[Stored data]
----------------
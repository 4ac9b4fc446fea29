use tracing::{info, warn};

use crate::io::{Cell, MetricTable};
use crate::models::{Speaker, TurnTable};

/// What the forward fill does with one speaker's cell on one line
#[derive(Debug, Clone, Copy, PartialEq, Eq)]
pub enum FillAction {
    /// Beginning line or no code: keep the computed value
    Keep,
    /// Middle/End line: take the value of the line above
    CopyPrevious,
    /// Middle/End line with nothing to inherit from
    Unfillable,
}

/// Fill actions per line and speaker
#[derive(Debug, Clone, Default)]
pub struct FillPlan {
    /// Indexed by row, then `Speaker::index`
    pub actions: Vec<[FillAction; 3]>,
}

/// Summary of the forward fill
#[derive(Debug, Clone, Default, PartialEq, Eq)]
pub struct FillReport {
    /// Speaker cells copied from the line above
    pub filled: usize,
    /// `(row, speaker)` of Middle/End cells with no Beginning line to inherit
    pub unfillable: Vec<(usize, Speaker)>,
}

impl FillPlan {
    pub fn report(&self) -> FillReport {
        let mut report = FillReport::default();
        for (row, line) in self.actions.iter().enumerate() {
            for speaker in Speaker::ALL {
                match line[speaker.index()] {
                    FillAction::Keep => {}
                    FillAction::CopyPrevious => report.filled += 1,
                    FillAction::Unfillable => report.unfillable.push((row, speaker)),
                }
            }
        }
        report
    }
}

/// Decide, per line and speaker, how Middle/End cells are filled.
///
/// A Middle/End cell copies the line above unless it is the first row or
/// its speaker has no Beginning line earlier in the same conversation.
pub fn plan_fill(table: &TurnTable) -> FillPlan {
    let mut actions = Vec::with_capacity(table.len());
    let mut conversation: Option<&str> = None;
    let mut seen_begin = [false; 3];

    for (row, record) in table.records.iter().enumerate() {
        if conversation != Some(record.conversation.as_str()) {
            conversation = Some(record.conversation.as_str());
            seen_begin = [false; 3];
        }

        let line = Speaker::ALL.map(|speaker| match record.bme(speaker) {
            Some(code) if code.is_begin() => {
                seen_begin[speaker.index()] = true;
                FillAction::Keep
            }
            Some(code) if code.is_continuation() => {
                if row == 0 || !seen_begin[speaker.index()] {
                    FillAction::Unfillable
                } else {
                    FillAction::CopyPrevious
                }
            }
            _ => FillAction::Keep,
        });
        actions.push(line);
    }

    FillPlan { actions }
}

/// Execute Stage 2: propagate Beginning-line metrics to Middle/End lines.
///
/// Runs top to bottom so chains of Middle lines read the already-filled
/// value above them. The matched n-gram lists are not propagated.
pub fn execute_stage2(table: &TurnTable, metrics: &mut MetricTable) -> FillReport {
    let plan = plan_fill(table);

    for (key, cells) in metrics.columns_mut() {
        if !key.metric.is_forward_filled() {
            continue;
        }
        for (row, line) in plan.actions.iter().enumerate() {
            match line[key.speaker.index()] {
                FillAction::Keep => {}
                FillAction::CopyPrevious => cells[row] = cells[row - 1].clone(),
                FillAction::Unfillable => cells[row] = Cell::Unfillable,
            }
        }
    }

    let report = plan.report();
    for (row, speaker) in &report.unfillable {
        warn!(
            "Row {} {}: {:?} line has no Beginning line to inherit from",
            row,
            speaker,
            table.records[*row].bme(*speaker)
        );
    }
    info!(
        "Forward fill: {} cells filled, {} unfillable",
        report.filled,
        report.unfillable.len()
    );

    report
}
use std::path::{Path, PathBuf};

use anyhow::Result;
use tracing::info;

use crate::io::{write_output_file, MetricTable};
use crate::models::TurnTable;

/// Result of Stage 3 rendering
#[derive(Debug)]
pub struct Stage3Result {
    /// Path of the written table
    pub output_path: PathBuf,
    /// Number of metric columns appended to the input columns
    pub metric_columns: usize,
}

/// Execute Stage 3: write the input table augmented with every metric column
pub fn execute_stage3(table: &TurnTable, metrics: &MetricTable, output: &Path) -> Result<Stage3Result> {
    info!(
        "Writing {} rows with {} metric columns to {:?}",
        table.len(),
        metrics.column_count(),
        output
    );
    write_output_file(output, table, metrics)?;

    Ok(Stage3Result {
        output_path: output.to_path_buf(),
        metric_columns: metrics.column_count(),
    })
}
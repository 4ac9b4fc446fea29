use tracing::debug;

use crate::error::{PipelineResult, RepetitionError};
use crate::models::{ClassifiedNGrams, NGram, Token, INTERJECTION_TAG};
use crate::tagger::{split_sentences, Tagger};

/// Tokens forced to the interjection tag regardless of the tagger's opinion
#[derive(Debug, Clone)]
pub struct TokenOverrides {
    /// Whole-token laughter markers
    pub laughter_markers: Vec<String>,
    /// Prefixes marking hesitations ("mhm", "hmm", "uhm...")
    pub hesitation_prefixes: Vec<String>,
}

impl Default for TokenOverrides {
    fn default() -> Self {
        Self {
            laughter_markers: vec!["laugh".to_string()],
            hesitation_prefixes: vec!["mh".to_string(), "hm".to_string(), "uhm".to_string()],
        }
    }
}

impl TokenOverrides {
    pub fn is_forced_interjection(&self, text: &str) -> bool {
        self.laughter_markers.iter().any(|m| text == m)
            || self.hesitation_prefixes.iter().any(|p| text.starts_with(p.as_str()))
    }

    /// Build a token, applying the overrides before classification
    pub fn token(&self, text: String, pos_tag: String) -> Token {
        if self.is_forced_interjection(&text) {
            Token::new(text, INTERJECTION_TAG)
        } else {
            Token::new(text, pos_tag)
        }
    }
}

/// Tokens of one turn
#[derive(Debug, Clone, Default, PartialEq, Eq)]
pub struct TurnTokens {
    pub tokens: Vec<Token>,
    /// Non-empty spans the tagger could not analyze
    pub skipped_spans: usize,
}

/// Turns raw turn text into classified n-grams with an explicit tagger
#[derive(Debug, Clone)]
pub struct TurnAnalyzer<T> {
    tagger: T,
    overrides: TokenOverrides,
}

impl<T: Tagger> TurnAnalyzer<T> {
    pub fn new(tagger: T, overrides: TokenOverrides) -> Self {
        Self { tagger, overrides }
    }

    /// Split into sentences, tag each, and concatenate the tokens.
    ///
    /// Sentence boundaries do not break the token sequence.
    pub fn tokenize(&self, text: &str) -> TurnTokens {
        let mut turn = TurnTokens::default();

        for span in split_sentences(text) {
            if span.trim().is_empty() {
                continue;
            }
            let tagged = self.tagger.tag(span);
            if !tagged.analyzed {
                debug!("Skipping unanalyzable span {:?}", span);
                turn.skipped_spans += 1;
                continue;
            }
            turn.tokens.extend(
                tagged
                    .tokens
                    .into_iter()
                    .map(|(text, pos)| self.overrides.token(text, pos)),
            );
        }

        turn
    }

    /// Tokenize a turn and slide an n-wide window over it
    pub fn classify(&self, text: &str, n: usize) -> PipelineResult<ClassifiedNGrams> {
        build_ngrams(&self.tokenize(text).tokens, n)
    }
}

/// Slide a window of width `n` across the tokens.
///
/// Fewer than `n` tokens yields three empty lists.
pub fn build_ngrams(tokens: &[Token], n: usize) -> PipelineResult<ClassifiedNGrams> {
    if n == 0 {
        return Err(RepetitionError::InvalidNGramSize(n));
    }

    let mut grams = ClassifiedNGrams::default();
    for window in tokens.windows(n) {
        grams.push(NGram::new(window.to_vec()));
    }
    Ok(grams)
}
----------------
◆ **WHAT YOU WILL DO**
Write out exactly the lines above from the line with "for (row, line) in plan.actions.iter().enumerate()" through the line with "the input columns", both of them included, and leave out all other lines.

◆ **ANSWER SECTION**
        for (row, line) in plan.actions.iter().enumerate() {
            match line[key.speaker.index()] {
                FillAction::Keep => {}
                FillAction::CopyPrevious => cells[row] = cells[row - 1].clone(),
                FillAction::Unfillable => cells[row] = Cell::Unfillable,
            }
        }
    }

    let report = plan.report();
    for (row, speaker) in &report.unfillable {
        warn!(
            "Row {} {}: {:?} line has no Beginning line to inherit from",
            row,
            speaker,
            table.records[*row].bme(*speaker)
        );
    }
    info!(
        "Forward fill: {} cells filled, {} unfillable",
        report.filled,
        report.unfillable.len()
    );

    report
}
use std::path::{Path, PathBuf};

use anyhow::Result;
use tracing::info;

use crate::io::{write_output_file, MetricTable};
use crate::models::TurnTable;

/// Result of Stage 3 rendering
#[derive(Debug)]
pub struct Stage3Result {
    /// Path of the written table
    pub output_path: PathBuf,
    /// Number of metric columns appended to the input columns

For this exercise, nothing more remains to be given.